Bearing my soul to all who know me – and quite a few who don’t – has brought with it some rather unexpected and surprising moments. Fellow sufferers have found comfort in a friendly face. Strangers have become friends. Old friends have become new friends. Distant friends have become closer friends. Family have become more like friends.
Every comment, post and email has meant the world to me. But there are a few that have shown me just how little we really know about those around us – and the challenges we all face. From miscarriages, grief, illness and tumours to difficult pregnancies, IVF, house issues and family troubles. You name it, they’re all there, on a doorstep near you (and maybe even on your own).
I feel so privileged and moved that people have been able to reach out to me at this time and share the sadness that occupies their waking hours and disturbs their sleep. But, I also feel sad that had I known about some of them earlier, I might have been able to make a difference at a time when they needed me perhaps more than they do right now (a hairless cancer fighter is probably not first in line for the trenches!).

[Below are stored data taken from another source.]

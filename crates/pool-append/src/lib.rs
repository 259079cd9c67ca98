//! Egg Pool Append
//!
//! Adds one record to the shared document without losing concurrent
//! submissions. Every attempt reads a fresh document and token, appends to
//! that copy, and submits a conditional write; a version conflict means
//! someone else committed first, so the attempt is repeated after a pause.
//!
//! # Architecture
//!
//! ```text
//! Idle ──► Reading ──► Writing ──► Succeeded
//!            ▲            │
//!            │        Conflict (attempt < max)
//!            │            ▼
//!            └─────── Retrying (sleep base × attempt)
//!
//! any other error, or Conflict on the last attempt ──► Failed
//! ```
//!
//! # Example
//!
//! ```rust,ignore
//! use pool_append::AppendCoordinator;
//!
//! let coordinator = AppendCoordinator::new(store);
//! let outcome = coordinator.append(record, "Add egg from ash (Pikachu)").await?;
//! println!("committed after {} attempt(s)", outcome.attempts);
//! ```

#![warn(missing_docs)]
#![warn(unreachable_pub)]

mod coordinator;

// Re-exports
pub use coordinator::{
    AppendCoordinator, AppendFailure, AppendOutcome, AppendPolicy, AppendState,
    DEFAULT_BACKOFF_BASE, DEFAULT_MAX_ATTEMPTS,
};

/// Version of this crate
pub const VERSION: &str = env!("CARGO_PKG_VERSION");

People often describe cancer as the invisible illness. And, in many ways it is (especially when it grows silently inside you at a time when you are feeling really well). But, the thing about cancer is that you don’t need to understand the complexities of a diagnosis to know that someone is fighting for their life. Cancer comes with its own support network. People get it. And that makes it so much easier to share with the world. Sadly, other challenges (each one difficult and hard in their own right) cannot be softened by such a public airing.
So this is my little way of saying spare a thought today for all of life’s fighters. I can guarantee they are closer than you think.
Quick PS: As a rather more light-hearted aside, I confess to having bought some shorts. Apologies now if the weather takes a turn for the worse. But, if it is any consolation, they are really nice shorts and Duncan will permit me to wear them further than the garden, which is a first!